Aim of the exercise: Repeat every line of the material, character for character.

(Source data)

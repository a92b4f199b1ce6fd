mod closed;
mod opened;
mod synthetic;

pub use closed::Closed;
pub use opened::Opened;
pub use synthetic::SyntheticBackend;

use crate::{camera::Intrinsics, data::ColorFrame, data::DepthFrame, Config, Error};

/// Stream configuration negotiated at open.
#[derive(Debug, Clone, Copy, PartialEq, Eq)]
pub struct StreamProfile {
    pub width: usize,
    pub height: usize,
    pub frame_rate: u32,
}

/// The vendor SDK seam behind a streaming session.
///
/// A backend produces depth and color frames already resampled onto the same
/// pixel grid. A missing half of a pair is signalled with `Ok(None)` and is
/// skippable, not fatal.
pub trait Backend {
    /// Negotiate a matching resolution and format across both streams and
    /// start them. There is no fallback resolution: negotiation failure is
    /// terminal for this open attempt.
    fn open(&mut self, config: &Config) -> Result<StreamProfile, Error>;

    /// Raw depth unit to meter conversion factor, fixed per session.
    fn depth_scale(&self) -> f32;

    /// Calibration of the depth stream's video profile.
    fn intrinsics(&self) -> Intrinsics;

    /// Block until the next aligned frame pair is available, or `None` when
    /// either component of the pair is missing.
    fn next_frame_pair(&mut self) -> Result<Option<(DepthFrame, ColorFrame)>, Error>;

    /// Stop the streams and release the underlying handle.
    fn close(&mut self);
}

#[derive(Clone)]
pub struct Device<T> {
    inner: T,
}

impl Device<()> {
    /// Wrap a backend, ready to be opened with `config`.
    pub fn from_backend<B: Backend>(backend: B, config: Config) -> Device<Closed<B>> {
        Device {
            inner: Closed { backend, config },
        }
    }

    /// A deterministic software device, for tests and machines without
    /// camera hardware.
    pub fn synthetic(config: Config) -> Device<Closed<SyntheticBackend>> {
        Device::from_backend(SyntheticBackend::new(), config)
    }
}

(End Source data)

Result below:
repository a92b4f199b1ce6fd
mod closed;
mod opened;
mod synthetic;

pub use closed::Closed;
pub use opened::Opened;
pub use synthetic::SyntheticBackend;

use crate::{camera::Intrinsics, data::ColorFrame, data::DepthFrame, Config, Error};

/// Stream configuration negotiated at open.
#[derive(Debug, Clone, Copy, PartialEq, Eq)]
pub struct StreamProfile {
    pub width: usize,
    pub height: usize,
    pub frame_rate: u32,
}

/// The vendor SDK seam behind a streaming session.
///
/// A backend produces depth and color frames already resampled onto the same
/// pixel grid. A missing half of a pair is signalled with `Ok(None)` and is
/// skippable, not fatal.
pub trait Backend {
    /// Negotiate a matching resolution and format across both streams and
    /// start them. There is no fallback resolution: negotiation failure is
    /// terminal for this open attempt.
    fn open(&mut self, config: &Config) -> Result<StreamProfile, Error>;

    /// Raw depth unit to meter conversion factor, fixed per session.
    fn depth_scale(&self) -> f32;

    /// Calibration of the depth stream's video profile.
    fn intrinsics(&self) -> Intrinsics;

    /// Block until the next aligned frame pair is available, or `None` when
    /// either component of the pair is missing.
    fn next_frame_pair(&mut self) -> Result<Option<(DepthFrame, ColorFrame)>, Error>;

    /// Stop the streams and release the underlying handle.
    fn close(&mut self);
}

#[derive(Clone)]
pub struct Device<T> {
    inner: T,
}

impl Device<()> {
    /// Wrap a backend, ready to be opened with `config`.
    pub fn from_backend<B: Backend>(backend: B, config: Config) -> Device<Closed<B>> {
        Device {
            inner: Closed { backend, config },
        }
    }

    /// A deterministic software device, for tests and machines without
    /// camera hardware.
    pub fn synthetic(config: Config) -> Device<Closed<SyntheticBackend>> {
        Device::from_backend(SyntheticBackend::new(), config)
    }
}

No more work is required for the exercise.